Using the records provided below, locate and copy each line that contains the word "Pointer".

_Dataset entries_
▬▬▬▬▬▬▬▬▬▬

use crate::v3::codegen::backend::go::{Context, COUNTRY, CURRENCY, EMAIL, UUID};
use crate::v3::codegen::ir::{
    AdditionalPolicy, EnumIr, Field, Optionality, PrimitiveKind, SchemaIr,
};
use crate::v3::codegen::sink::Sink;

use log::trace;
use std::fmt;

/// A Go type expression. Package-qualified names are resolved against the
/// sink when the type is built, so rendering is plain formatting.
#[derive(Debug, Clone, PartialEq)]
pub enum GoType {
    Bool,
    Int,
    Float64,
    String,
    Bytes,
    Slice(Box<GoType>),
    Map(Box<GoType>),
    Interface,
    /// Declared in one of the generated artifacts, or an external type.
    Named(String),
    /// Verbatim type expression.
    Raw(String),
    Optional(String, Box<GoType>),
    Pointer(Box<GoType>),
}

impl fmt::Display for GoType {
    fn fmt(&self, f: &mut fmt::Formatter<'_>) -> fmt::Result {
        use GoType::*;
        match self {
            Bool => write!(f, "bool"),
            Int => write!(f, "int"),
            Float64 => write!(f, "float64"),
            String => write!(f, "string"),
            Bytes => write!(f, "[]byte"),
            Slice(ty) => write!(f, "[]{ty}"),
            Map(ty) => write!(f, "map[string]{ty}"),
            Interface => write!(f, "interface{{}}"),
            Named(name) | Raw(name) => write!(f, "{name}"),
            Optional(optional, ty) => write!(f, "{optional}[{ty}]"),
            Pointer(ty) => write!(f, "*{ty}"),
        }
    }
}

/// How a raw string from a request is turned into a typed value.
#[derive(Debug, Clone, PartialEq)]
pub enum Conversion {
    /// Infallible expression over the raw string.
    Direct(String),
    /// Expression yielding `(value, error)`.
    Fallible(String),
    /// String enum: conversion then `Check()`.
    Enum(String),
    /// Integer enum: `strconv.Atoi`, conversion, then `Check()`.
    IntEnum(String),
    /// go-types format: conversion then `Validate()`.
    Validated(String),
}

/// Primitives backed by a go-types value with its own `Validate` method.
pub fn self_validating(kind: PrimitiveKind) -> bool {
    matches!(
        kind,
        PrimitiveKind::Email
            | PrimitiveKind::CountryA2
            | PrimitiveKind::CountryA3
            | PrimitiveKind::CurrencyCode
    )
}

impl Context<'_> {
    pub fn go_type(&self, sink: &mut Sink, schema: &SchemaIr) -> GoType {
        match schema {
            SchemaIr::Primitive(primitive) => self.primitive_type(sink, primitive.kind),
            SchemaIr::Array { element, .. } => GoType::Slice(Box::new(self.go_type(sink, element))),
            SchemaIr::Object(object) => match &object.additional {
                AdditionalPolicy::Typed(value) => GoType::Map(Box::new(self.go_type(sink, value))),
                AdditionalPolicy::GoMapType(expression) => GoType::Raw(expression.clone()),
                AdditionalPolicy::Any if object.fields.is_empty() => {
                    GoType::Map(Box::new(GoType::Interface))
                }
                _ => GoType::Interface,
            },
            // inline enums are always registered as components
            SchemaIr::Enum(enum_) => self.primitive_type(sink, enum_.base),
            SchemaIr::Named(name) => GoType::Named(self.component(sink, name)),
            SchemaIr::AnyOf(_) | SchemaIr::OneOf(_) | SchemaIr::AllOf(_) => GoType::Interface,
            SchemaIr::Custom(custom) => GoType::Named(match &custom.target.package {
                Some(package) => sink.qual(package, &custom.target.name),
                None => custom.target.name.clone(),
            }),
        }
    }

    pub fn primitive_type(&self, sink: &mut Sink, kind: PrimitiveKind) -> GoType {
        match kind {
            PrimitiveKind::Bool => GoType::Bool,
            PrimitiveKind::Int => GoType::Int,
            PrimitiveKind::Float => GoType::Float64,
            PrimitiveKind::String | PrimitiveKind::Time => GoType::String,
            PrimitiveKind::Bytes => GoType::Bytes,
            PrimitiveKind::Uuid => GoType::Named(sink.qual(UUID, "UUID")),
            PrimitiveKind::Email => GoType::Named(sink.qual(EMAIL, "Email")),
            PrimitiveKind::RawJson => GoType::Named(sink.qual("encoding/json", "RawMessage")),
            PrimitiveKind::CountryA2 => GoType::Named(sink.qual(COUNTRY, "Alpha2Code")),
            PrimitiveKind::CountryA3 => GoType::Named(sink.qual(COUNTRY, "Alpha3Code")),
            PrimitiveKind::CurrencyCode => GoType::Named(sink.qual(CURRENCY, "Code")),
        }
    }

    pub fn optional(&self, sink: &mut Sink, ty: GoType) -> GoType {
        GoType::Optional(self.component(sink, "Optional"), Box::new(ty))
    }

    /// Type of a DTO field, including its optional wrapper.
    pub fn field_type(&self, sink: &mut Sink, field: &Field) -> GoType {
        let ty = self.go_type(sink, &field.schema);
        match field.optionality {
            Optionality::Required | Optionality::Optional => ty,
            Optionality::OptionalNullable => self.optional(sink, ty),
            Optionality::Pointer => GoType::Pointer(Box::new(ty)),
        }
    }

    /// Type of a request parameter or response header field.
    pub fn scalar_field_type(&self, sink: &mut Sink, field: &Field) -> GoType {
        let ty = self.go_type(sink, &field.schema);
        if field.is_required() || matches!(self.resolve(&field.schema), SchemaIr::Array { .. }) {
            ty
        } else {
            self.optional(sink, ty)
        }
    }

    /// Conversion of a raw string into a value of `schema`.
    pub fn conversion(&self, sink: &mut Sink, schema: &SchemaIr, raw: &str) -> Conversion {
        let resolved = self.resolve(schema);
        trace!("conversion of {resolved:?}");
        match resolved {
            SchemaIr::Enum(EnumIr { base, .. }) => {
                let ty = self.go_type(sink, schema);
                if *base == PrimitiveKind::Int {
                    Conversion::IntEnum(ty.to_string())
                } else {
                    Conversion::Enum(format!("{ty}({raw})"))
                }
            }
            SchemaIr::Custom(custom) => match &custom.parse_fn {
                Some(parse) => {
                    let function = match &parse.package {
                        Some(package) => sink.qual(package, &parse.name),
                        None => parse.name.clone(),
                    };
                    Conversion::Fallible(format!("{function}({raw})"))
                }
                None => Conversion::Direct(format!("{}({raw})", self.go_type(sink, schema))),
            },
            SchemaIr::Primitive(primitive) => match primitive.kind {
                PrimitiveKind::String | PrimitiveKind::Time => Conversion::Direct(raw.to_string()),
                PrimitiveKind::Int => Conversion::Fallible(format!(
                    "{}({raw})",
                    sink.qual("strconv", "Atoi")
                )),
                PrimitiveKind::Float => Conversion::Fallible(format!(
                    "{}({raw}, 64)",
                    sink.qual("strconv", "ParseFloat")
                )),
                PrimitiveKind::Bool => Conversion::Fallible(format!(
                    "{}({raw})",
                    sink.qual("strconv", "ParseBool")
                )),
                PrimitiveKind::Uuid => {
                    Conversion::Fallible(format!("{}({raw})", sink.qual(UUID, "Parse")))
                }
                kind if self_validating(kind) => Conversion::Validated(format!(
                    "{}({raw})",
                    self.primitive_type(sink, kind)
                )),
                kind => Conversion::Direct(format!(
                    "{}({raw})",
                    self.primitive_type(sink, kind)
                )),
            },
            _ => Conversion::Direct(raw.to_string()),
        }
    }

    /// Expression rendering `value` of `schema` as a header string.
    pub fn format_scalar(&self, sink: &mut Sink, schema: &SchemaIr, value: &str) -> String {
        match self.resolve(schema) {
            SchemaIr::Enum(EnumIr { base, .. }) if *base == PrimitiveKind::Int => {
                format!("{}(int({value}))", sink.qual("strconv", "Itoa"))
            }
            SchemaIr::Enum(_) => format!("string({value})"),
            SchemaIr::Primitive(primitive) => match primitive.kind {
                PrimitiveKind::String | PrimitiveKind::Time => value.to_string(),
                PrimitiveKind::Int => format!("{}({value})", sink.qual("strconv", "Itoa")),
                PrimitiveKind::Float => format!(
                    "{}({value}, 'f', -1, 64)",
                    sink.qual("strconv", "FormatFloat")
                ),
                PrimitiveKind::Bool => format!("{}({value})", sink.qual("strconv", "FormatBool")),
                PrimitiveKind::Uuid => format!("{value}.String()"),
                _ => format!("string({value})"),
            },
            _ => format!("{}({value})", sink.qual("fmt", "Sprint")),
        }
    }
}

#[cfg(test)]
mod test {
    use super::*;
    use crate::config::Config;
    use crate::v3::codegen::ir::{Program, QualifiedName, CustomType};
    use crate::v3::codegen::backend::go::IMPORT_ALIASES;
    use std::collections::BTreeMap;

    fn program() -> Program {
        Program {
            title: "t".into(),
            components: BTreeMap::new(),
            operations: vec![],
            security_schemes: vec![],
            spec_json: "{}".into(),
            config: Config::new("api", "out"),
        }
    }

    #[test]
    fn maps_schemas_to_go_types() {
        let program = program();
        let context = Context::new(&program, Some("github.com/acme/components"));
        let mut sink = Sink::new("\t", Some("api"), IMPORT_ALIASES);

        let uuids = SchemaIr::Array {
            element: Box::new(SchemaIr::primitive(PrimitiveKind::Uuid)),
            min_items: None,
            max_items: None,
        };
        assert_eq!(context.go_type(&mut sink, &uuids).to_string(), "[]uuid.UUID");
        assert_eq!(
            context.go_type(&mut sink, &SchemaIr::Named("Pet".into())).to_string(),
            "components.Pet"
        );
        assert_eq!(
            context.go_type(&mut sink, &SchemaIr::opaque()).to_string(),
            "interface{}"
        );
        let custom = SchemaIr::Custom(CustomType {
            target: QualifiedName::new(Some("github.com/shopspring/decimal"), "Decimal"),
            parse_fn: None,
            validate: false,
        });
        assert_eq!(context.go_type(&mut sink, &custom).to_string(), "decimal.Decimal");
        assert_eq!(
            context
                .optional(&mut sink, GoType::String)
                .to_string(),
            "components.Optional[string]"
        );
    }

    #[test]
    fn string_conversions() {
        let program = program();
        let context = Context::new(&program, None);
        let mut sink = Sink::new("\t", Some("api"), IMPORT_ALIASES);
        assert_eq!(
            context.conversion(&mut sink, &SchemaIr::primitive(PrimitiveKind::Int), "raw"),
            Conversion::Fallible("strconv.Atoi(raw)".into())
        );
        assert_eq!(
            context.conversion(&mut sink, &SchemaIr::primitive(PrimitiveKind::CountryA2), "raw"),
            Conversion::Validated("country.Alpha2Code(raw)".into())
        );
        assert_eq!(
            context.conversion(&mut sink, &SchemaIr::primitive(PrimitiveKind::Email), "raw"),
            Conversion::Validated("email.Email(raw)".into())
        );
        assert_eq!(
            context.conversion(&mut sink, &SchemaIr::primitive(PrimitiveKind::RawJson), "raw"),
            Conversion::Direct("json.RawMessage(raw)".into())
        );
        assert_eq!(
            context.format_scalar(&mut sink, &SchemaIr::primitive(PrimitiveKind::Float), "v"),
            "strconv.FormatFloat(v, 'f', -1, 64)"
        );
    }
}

▬▬▬▬▬▬▬▬▬▬

_EXERCISE RESPONSE_
    Pointer(Box<GoType>),
            Pointer(ty) => write!(f, "*{ty}"),
            Optionality::Pointer => GoType::Pointer(Box::new(ty)),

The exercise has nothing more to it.